Australia: Film -- `Alyawarr walk-off protest vs Northern Territory intervention'
Alyawarr walk-off protest vs Northern Territory intervention from Actively Radical TV on Vimeo.
By Actively Radical TV
August 25, 2010 – In July 2009, the Alyawarr people in the township of Ampilatwatja, approximately 350 kilometres north-east of Alice Springs, in Central Australia, walked out of the government "proscribed area" and into the desert to set up a protest camp.
This protest action was in defiance of the Northern Territory Intervention Act 2007, brought in under the conservative Coalition government of then-prime minister John Howard. The intervention was and continued under the Australia Labor Party governments of prime ministers Kevin Rudd and Julia Gillard. The Alyawarr community and others are calling for the intervention to be abolished and reinstatment of the Racial Discrimiation Act, which was suspended in order to bring in the racist Northern Territory Intervention Act.

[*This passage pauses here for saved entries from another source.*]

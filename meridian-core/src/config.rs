//! Configuration types
//!
//! Board-agnostic tuning for the clock. Boards build a [`ClockConfig`]
//! at startup; the defaults match the reference hardware.

use heapless::Vec;
use meridian_nmea::DecoderConfig;

/// Maximum number of brightness levels
pub const MAX_BRIGHTNESS_LEVELS: usize = 16;

/// Store address of the persisted timezone offset
pub const TIMEZONE_OFFSET_ADDRESS: u8 = 0;

/// Ambient-light thresholds for the reference photo divider
///
/// Level `i` is selected when the averaged reading is at most entry `i`.
pub const DEFAULT_BRIGHTNESS_THRESHOLDS: [u8; MAX_BRIGHTNESS_LEVELS] = [
    24, 32, 40, 48, 60, 72, 84, 96, 112, 128, 144, 160, 180, 200, 224, 255,
];

/// Configuration validation errors
#[derive(Debug, Clone, Copy, PartialEq, Eq)]
#[cfg_attr(feature = "defmt", derive(defmt::Format))]
pub enum ConfigError {
    /// Threshold table has no entries
    EmptyThresholds,
    /// Threshold table longer than [`MAX_BRIGHTNESS_LEVELS`]
    TooManyThresholds,
    /// Threshold table is not strictly increasing
    ThresholdsNotIncreasing,
    /// Initial intensity has no entry in the threshold table
    InitialIntensityOutOfRange,
    /// Debounce window of zero samples
    ZeroDebounceWindow,
}

/// Adjust-button debounce tuning
#[derive(Debug, Clone, Copy, PartialEq, Eq)]
#[cfg_attr(feature = "defmt", derive(defmt::Format))]
pub struct DebounceConfig {
    /// Samples below this value count as "pressed"
    pub threshold: u8,
    /// Consecutive pressed samples needed for one increment
    pub window: u8,
    /// Pause between samples while the button is held
    pub sample_interval_ms: u32,
}

impl Default for DebounceConfig {
    fn default() -> Self {
        Self {
            threshold: 8,
            window: 20,
            sample_interval_ms: 10,
        }
    }
}

/// Ambient-light to intensity mapping
#[derive(Debug, Clone, PartialEq, Eq)]
#[cfg_attr(feature = "defmt", derive(defmt::Format))]
pub struct BrightnessConfig {
    thresholds: Vec<u8, MAX_BRIGHTNESS_LEVELS>,
    initial_intensity: u8,
}

impl BrightnessConfig {
    /// Build a mapping from a strictly increasing threshold table
    pub fn new(thresholds: &[u8], initial_intensity: u8) -> Result<Self, ConfigError> {
        if thresholds.is_empty() {
            return Err(ConfigError::EmptyThresholds);
        }
        if thresholds.windows(2).any(|pair| pair[0] >= pair[1]) {
            return Err(ConfigError::ThresholdsNotIncreasing);
        }
        if usize::from(initial_intensity) >= thresholds.len() {
            return Err(ConfigError::InitialIntensityOutOfRange);
        }
        let thresholds =
            Vec::from_slice(thresholds).map_err(|_| ConfigError::TooManyThresholds)?;
        Ok(Self {
            thresholds,
            initial_intensity,
        })
    }

    /// Threshold table, one entry per intensity level
    pub fn thresholds(&self) -> &[u8] {
        &self.thresholds
    }

    /// Intensity used until the first ambient sample arrives
    pub fn initial_intensity(&self) -> u8 {
        self.initial_intensity
    }
}

impl Default for BrightnessConfig {
    fn default() -> Self {
        Self {
            thresholds: Vec::from_iter(DEFAULT_BRIGHTNESS_THRESHOLDS),
            initial_intensity: 12,
        }
    }
}

/// Complete clock configuration
#[derive(Debug, Clone, PartialEq, Eq)]
#[cfg_attr(feature = "defmt", derive(defmt::Format))]
pub struct ClockConfig {
    /// Sentence decoder options
    pub decoder: DecoderConfig,
    /// Adjust-button debounce
    pub debounce: DebounceConfig,
    /// Brightness mapping
    pub brightness: BrightnessConfig,
    /// Seconds added to each fix before display
    ///
    /// The sentence describes the second that just started; the display
    /// is committed on the following timepulse.
    pub latency_compensation_s: u8,
    /// Hold valid frames until the next timepulse edge
    pub align_to_timepulse: bool,
    /// Consume the CR/LF after a valid sentence before arming the edge flags
    pub drain_line_end: bool,
}

impl ClockConfig {
    /// Check cross-field constraints
    pub fn validate(&self) -> Result<(), ConfigError> {
        if self.debounce.window == 0 {
            return Err(ConfigError::ZeroDebounceWindow);
        }
        Ok(())
    }
}

impl Default for ClockConfig {
    fn default() -> Self {
        Self {
            decoder: DecoderConfig::default(),
            debounce: DebounceConfig::default(),
            brightness: BrightnessConfig::default(),
            latency_compensation_s: 1,
            align_to_timepulse: true,
            drain_line_end: true,
        }
    }
}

The impact of the Northern Territory Intervention Act on Indigenous communities has set back Indigenous rights in Australia 50 years. The government-appointed business managers are reminiscent of the white "protectors" of the past, the intervention's forcing Indigenous people into a small number of "hub towns" is like earlier policies of forcing Indigenous people of their land and onto missions. Under the intervention, communities are being forced to sign five-year, 40-year and 99-year leases, in effect taking the land away from traditional owners and opening it up for mining exploration. Offensive signs outside communities announcing bans on alcohol and pornography, ration cards known as the Basics Card, sending in the army and police to remote communities still reeling from the impacts of the stolen generation ... and so it goes on.
In February 2010, trade unionists and left activists from around Australia travelled to Ampilatwatja to assist in the construction of a donated prototype desert house.
This film by Sydney-based Actively Radical TV documents this act of solidarity between trade unionists and Indigenous communities and looks at the impact of the Northern Territory intervention.